I am also currently more into simple traditional patterns (not pictured) than doing the whole MODERN quilt thing, so I was looking through one of these 'so you want to make a lot of quilts really quickly' books from the 90s, and found a quilt I really liked, twin sized, which is my thing, and is just 7.5" Double Wrench blocks set on point.

Double Wrench
I have done like ten minutes of research on this block on the internet and in the books I own. The block itself has many names (Monkey Wrench, and Churn Dash among them) but I will argue for Double Wrench as the correct name, because Double Wrench in the books anyway, does not refer to other blocks, whereas Churn Dash is used as a title 7 distinct blocks in The Quilter's Album of Patchwork Patterns (and anyway I'm pretty sure we all think of Churn Dash as this), and Monkey Wrench has 8. Barbara Brackman's Encyclopedia of Pieced Quilt Patterns has 4 entries for each. You google any of the three names, and you'll come up with both the typical Churn Dash and the Double Wrench. And then some other things.

And anyway, what drives me and people like me crazy is that, of course, the names mean nothing! They were used and reused and assigned to blocks that don't even relate to each other. Much like one imagines the state of animal taxonomy was prior to Linneaus.

But here is my quick block analysis. The corner units are half square triangle squares, and the center square is half the size. For a Churn Dash, all the subunits are square, a nine patch layout where the center block is the same size as the outside hst units.

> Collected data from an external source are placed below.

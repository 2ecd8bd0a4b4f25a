//! Converter contract and registry.
//!
//! A converter renders a canonical [`Document`] into one target format. The
//! registry maps lowercase format tags to converters and is shared read-only
//! once built.
//!
//! # Example
//!
//! ```
//! use unidoc::convert::{ConvertOptions, ConverterRegistry};
//! use unidoc::model::{DocumentBuilder, Paragraph};
//!
//! fn main() -> unidoc::Result<()> {
//!     let mut builder = DocumentBuilder::new("txt");
//!     builder.new_page().push(Paragraph::new("Hello"));
//!     let doc = builder.build()?;
//!
//!     let registry = ConverterRegistry::with_defaults();
//!     let result = registry.convert(&doc, "md", &ConvertOptions::default())?;
//!     assert!(result.text().unwrap_or_default().contains("Hello"));
//!     Ok(())
//! }
//! ```

mod builtin;

pub use builtin::{DocxConverter, HtmlConverter, JsonConverter, MarkdownConverter, TextConverter};
pub use crate::render::{Degradation, DegradeAction, JsonFormat, RenderStats};

use crate::bidi::ShapingMode;
use crate::error::{Error, Result};
use crate::model::Document;
use std::collections::{BTreeSet, HashMap};
use std::sync::Arc;

/// Options for document conversion.
#[derive(Debug, Clone)]
pub struct ConvertOptions {
    /// Keep bold, italic, underline and strike spans
    pub preserve_styles: bool,

    /// Inline embedded image bytes; otherwise reference them by path
    pub embed_images: bool,

    /// Fail with `IrreducibleStructure` instead of degrading a block
    pub strict: bool,

    /// Override the target's default shaping mode
    pub shaping: Option<ShapingMode>,

    /// Markdown: emit YAML front matter
    pub include_frontmatter: bool,

    /// HTML: emit the default stylesheet
    pub include_styles: bool,

    /// JSON layout
    pub json_format: JsonFormat,

    /// Prefix for image paths when images are not embedded (e.g., "images/")
    pub image_path_prefix: String,
}

impl ConvertOptions {
    /// Create new conversion options.
    pub fn new() -> Self {
        Self::default()
    }

    /// Enable or disable style spans.
    pub fn with_styles(mut self, preserve: bool) -> Self {
        self.preserve_styles = preserve;
        self
    }

    /// Enable or disable inline image payloads.
    pub fn with_embedded_images(mut self, embed: bool) -> Self {
        self.embed_images = embed;
        self
    }

    /// Enable or disable strict fidelity.
    pub fn with_strict(mut self, strict: bool) -> Self {
        self.strict = strict;
        self
    }

    /// Force a shaping mode.
    pub fn with_shaping(mut self, mode: ShapingMode) -> Self {
        self.shaping = Some(mode);
        self
    }

    /// Enable or disable Markdown front matter.
    pub fn with_frontmatter(mut self, include: bool) -> Self {
        self.include_frontmatter = include;
        self
    }

    /// Enable or disable the HTML stylesheet.
    pub fn with_css(mut self, include: bool) -> Self {
        self.include_styles = include;
        self
    }

    /// Set the JSON layout.
    pub fn with_json_format(mut self, format: JsonFormat) -> Self {
        self.json_format = format;
        self
    }

    /// Set the image path prefix.
    pub fn with_image_prefix(mut self, prefix: impl Into<String>) -> Self {
        self.image_path_prefix = prefix.into();
        self
    }
}

impl Default for ConvertOptions {
    fn default() -> Self {
        Self {
            preserve_styles: true,
            embed_images: true,
            strict: false,
            shaping: None,
            include_frontmatter: true,
            include_styles: true,
            json_format: JsonFormat::Pretty,
            image_path_prefix: "images/".to_string(),
        }
    }
}

/// Rendered bytes or text.
#[derive(Debug, Clone, PartialEq, Eq)]
pub enum Output {
    Text(String),
    Binary(Vec<u8>),
}

impl Output {
    /// Raw bytes of the output.
    pub fn as_bytes(&self) -> &[u8] {
        match self {
            Output::Text(text) => text.as_bytes(),
            Output::Binary(data) => data,
        }
    }

    /// Text content, when the target is textual.
    pub fn as_text(&self) -> Option<&str> {
        match self {
            Output::Text(text) => Some(text),
            Output::Binary(_) => None,
        }
    }

    pub fn len(&self) -> usize {
        self.as_bytes().len()
    }

    pub fn is_empty(&self) -> bool {
        self.len() == 0
    }
}

/// Result of document conversion.
#[derive(Debug, Clone)]
pub struct ConvertResult {
    /// Rendered content
    pub content: Output,

    /// MIME type of the output
    pub mime_type: &'static str,

    /// Blocks the target could not hold as-is
    pub degradations: Vec<Degradation>,

    /// Counts collected while rendering
    pub stats: RenderStats,
}

impl ConvertResult {
    /// Text content, when the target is textual.
    pub fn text(&self) -> Option<&str> {
        self.content.as_text()
    }

    /// Raw bytes of the content.
    pub fn bytes(&self) -> &[u8] {
        self.content.as_bytes()
    }

    /// Get content length in bytes.
    pub fn content_len(&self) -> usize {
        self.content.len()
    }

    /// Whether any block was degraded.
    pub fn is_lossy(&self) -> bool {
        !self.degradations.is_empty()
    }
}

/// Trait for target format converters.
///
/// Implementations pass every text value they emit through the shaper of
/// their render context exactly once, and either degrade or reject (in
/// strict mode) each block the target cannot represent.
pub trait Converter: Send + Sync {
    /// Get the name of this converter.
    fn name(&self) -> &str;

    /// Format tags produced, lowercase (e.g., `["html", "htm"]`).
    fn format_tags(&self) -> &[&str];

    /// MIME type of the output.
    fn mime_type(&self) -> &'static str;

    /// Shaping applied when the options do not override it.
    fn default_shaping(&self) -> ShapingMode;

    /// Render a document.
    fn convert(&self, doc: &Document, options: &ConvertOptions) -> Result<ConvertResult>;

    /// Check if this converter produces the given tag.
    fn supports(&self, tag: &str) -> bool {
        let tag = tag.to_lowercase();
        self.format_tags().iter().any(|t| *t == tag)
    }
}

/// Registry for converters.
#[derive(Clone)]
pub struct ConverterRegistry {
    converters: HashMap<String, Arc<dyn Converter>>,
    by_name: HashMap<String, Arc<dyn Converter>>,
}

impl ConverterRegistry {
    /// Create a new empty registry.
    pub fn new() -> Self {
        Self {
            converters: HashMap::new(),
            by_name: HashMap::new(),
        }
    }

    /// Create a registry with the built-in converters.
    pub fn with_defaults() -> Self {
        let mut registry = Self::new();
        registry.register(Arc::new(HtmlConverter::new()));
        registry.register(Arc::new(MarkdownConverter::new()));
        registry.register(Arc::new(TextConverter::new()));
        registry.register(Arc::new(JsonConverter::new()));
        registry.register(Arc::new(DocxConverter::new()));
        registry
    }

    /// Register a converter for all its format tags.
    pub fn register(&mut self, converter: Arc<dyn Converter>) {
        for tag in converter.format_tags() {
            self.converters.insert(tag.to_lowercase(), converter.clone());
        }
        self.by_name
            .insert(converter.name().to_lowercase(), converter);
    }

    /// Get a converter by format tag.
    pub fn get(&self, tag: &str) -> Option<Arc<dyn Converter>> {
        self.converters.get(&tag.to_lowercase()).cloned()
    }

    /// Get a converter by name.
    pub fn get_by_name(&self, name: &str) -> Option<Arc<dyn Converter>> {
        self.by_name.get(&name.to_lowercase()).cloned()
    }

    /// Check if a format tag is supported.
    pub fn supports(&self, tag: &str) -> bool {
        self.converters.contains_key(&tag.to_lowercase())
    }

    /// All supported format tags.
    pub fn supported_formats(&self) -> BTreeSet<String> {
        self.converters.keys().cloned().collect()
    }

    /// Render `doc` with the converter registered for `tag`.
    pub fn convert(&self, doc: &Document, tag: &str, options: &ConvertOptions) -> Result<ConvertResult> {
        let converter = self.get(tag).ok_or_else(|| Error::unsupported(tag))?;
        log::debug!("converting {} page(s) to {} with {}", doc.page_count(), tag, converter.name());
        converter.convert(doc, options)
    }
}

impl Default for ConverterRegistry {
    fn default() -> Self {
        Self::with_defaults()
    }
}

#[cfg(test)]
mod tests {
    use super::*;
    use crate::model::{DocumentBuilder, Paragraph};

    fn doc() -> Document {
        let mut builder = DocumentBuilder::new("txt");
        builder.new_page().push(Paragraph::new("Hello"));
        builder.build().unwrap()
    }

    #[test]
    fn test_convert_options_builder() {
        let options = ConvertOptions::new()
            .with_strict(true)
            .with_styles(false)
            .with_shaping(ShapingMode::Visual)
            .with_image_prefix("media/");

        assert!(options.strict);
        assert!(!options.preserve_styles);
        assert!(options.embed_images);
        assert_eq!(options.shaping, Some(ShapingMode::Visual));
        assert_eq!(options.image_path_prefix, "media/");
    }

    #[test]
    fn test_registry_with_defaults() {
        let registry = ConverterRegistry::with_defaults();
        for tag in ["html", "htm", "md", "markdown", "txt", "text", "json", "docx"] {
            assert!(registry.supports(tag), "missing {}", tag);
        }
        assert!(registry.supports("HTML"));
        assert!(!registry.supports("pdf"));
    }

    #[test]
    fn test_registry_get_by_name() {
        let registry = ConverterRegistry::with_defaults();
        assert_eq!(registry.get_by_name("markdown").unwrap().name(), "markdown");
        assert_eq!(registry.get("htm").unwrap().mime_type(), "text/html");
    }

    #[test]
    fn test_unsupported_target() {
        let err = ConverterRegistry::with_defaults()
            .convert(&doc(), "rtf", &ConvertOptions::default())
            .unwrap_err();
        assert!(matches!(err, Error::UnsupportedFormat { ref tag } if tag == "rtf"));
    }

    #[test]
    fn test_default_shaping_per_target() {
        let registry = ConverterRegistry::with_defaults();
        assert_eq!(registry.get("html").unwrap().default_shaping(), ShapingMode::Reshape);
        assert_eq!(registry.get("md").unwrap().default_shaping(), ShapingMode::Reshape);
        assert_eq!(registry.get("docx").unwrap().default_shaping(), ShapingMode::Reshape);
        assert_eq!(registry.get("txt").unwrap().default_shaping(), ShapingMode::Visual);
        assert_eq!(registry.get("json").unwrap().default_shaping(), ShapingMode::None);
    }
}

And here is some size information:
N.B. - the hst subunit size is the size of the subunit once the two triangles are sewn together, the finished size of the subunit in the quilt will be (as with the squares) 0.5" smaller.

for a 5" finished block (like the one above), use (4) 2.5" hst subunits and (9) 1.5" squares
for a 7.5" finished block, use 3.5" hst and 2" squares
for a 10" finished block, use 4.5" hst and 2.5" squares

Other sizes are possible, but would require more thought/math.